Adding further, Dr Chaudhary, said, "Primary angioplasty is the ideal mode of treatment for such patients. It is done as a life-saving emergency procedure in a patient with an on-going heart attack. However, heavy traffic in cities prevents the patient from reaching the hospital, which can perform angioplasty, on time. It is therefore important to administer medication to dissolve the clot (thrombolysis) as a first-aid and then do an angioplasty later. This can help to minimize damage to heart muscles."
Buildup of cholesterol plaque in the walls of the artery is the major reason leading to an acute heart attack. When the plaque ruptures, it forms a clot in the artery, which blocks the blood flow.
The best way to prevent an acute heart attack is to reduce the risk factors associated with this condition such as high blood pressure, smoking, overweight and obesity, diabetes, high blood cholesterol levels, physical inactivity, stress.

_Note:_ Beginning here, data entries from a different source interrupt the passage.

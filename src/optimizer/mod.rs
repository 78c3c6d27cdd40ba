//! Performance optimizer
//!
//! Keeps the engine under its overhead budget by moving the shared profile along the
//! tier ladder:
//!
//! ```text
//!            over budget             over budget
//! comprehensive ──────► balanced ──────────► minimal
//!               ◄──────          ◄──────────
//!           comfortable streak     comfortable streak
//! ```
//!
//! Transitions move one tier at a time, and after each transition a dwell time blocks the
//! next one.

pub mod overhead;

use std::collections::VecDeque;

use chrono::{DateTime, Utc};
use serde::{Deserialize, Serialize};
use tokio::time::Instant;
use tracing::{debug, error, info, instrument, trace};

use crate::config::OptimizerConfig;
use crate::profile::{OptimizationProfile, ProfileName, ProfilePublisher, ProfileReader};

pub use overhead::{OverheadMeasurement, OverheadProbe, ProcessProbe};

/// A published profile transition
#[derive(Debug, Clone, PartialEq, Serialize, Deserialize)]
pub struct ProfileChange {
    pub from: ProfileName,
    pub to: ProfileName,
    pub reason: String,
    pub at: DateTime<Utc>,
    /// Version of the newly published profile
    pub version: u64,
}

/// Rolling averages of the measurement window
#[derive(Debug, Clone, Copy, PartialEq)]
pub struct OverheadAverages {
    pub memory_delta_mb: f64,
    pub cpu_percent: f64,
    pub tick_latency_ms: f64,
}

#[derive(Debug)]
pub struct PerformanceOptimizer {
    config: OptimizerConfig,
    window: VecDeque<OverheadMeasurement>,
    publisher: ProfilePublisher,
    last_transition: Option<Instant>,
    comfortable_streak: usize,
}

impl PerformanceOptimizer {
    pub fn new(config: OptimizerConfig, publisher: ProfilePublisher) -> Self {
        Self {
            window: VecDeque::with_capacity(config.window.max(1)),
            config,
            publisher,
            last_transition: None,
            comfortable_streak: 0,
        }
    }

    pub fn record_overhead(&mut self, sample: OverheadMeasurement) {
        if self.window.len() >= self.config.window.max(1) {
            self.window.pop_front();
        }
        self.window.push_back(sample);
    }

    pub fn current_profile(&self) -> OptimizationProfile {
        self.publisher.current()
    }

    pub fn reader(&self) -> ProfileReader {
        self.publisher.reader()
    }

    pub fn averages(&self) -> Option<OverheadAverages> {
        if self.window.is_empty() {
            return None;
        }
        let n = self.window.len() as f64;
        let sum = |f: fn(&OverheadMeasurement) -> f64| self.window.iter().map(f).sum::<f64>() / n;

        Some(OverheadAverages {
            memory_delta_mb: sum(|m| m.memory_delta_mb),
            cpu_percent: sum(|m| m.cpu_percent),
            tick_latency_ms: sum(|m| m.tick_latency_ms),
        })
    }

    fn in_dwell(&self) -> bool {
        self.last_transition
            .is_some_and(|at| at.elapsed() < self.config.dwell())
    }

    /// Dimensions whose average exceeds `budget * ratio`, phrased for logging
    fn exceeded(&self, averages: &OverheadAverages, ratio: f64) -> Vec<String> {
        let budget = &self.config.budget;
        let dimensions = [
            ("memory", averages.memory_delta_mb, budget.memory_mb, "MB"),
            ("cpu", averages.cpu_percent, budget.cpu_percent, "%"),
            ("tick latency", averages.tick_latency_ms, budget.latency_ms, "ms"),
        ];

        dimensions
            .into_iter()
            .filter(|(_, average, limit, _)| *average > limit * ratio)
            .map(|(name, average, limit, unit)| {
                format!("{name} averages {average:.1}{unit} (budget {limit}{unit})")
            })
            .collect()
    }

    /// Compare the rolling averages against the budget and move one tier if warranted
    #[instrument(skip(self))]
    pub fn evaluate_and_adjust(&mut self) -> Option<ProfileChange> {
        if !self.config.enabled {
            return None;
        }
        let averages = self.averages()?;
        let current = self.publisher.current().name;

        let over_budget = self.exceeded(&averages, 1.0);
        if !over_budget.is_empty() {
            self.comfortable_streak = 0;
            if self.in_dwell() {
                trace!("over budget but within dwell time");
                return None;
            }
            let to = current.step_down()?;
            return self.transition(current, to, over_budget.join(", "));
        }

        if !self.exceeded(&averages, self.config.comfort_ratio).is_empty() {
            self.comfortable_streak = 0;
            return None;
        }

        self.comfortable_streak += 1;
        if self.comfortable_streak < self.config.step_up_after || self.in_dwell() {
            return None;
        }
        let to = current.step_up()?;
        let reason = format!(
            "overhead below {:.0}% of budget for {} evaluations",
            self.config.comfort_ratio * 100.0,
            self.comfortable_streak
        );
        self.transition(current, to, reason)
    }

    fn transition(
        &mut self,
        from: ProfileName,
        to: ProfileName,
        reason: String,
    ) -> Option<ProfileChange> {
        let profile = self.config.presets.profile(to);

        let published = match self.publisher.publish(profile) {
            Ok(published) => published,
            Err(e) => {
                error!("keeping {from} profile: {e}");
                return None;
            }
        };

        info!("profile {from} -> {to}: {reason}");
        self.last_transition = Some(Instant::now());
        self.comfortable_streak = 0;
        // the new tier is judged on its own measurements
        self.window.clear();
        debug!("published profile version {}", published.version);

        Some(ProfileChange {
            from,
            to,
            reason,
            at: Utc::now(),
            version: published.version,
        })
    }
}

Some lifestyle changes you can make to reduce the risk for heart attack include the following:
-Maintain a healthy weight
-Get regular physical activity, approximately 30 minutes a day
-Eat a balanced, healthy diet
-Find ways to manage stress such as yoga and meditation
-Manage pre-existing conditions, particularly those that can be fatal for the heart
-Get adequate sleep
-Undergo regular checkups and report any unusual symptoms to the doctor
When a patient's condition cannot be managed by lifestyle changes only and the blockage is severe, implanting a stent to improve his health may be necessary.
With advancements in medical technology there are many latest generation drug-eluting stents available now which are used to prevent the arteries from getting blocked again by releasing an anti-proliferative drug.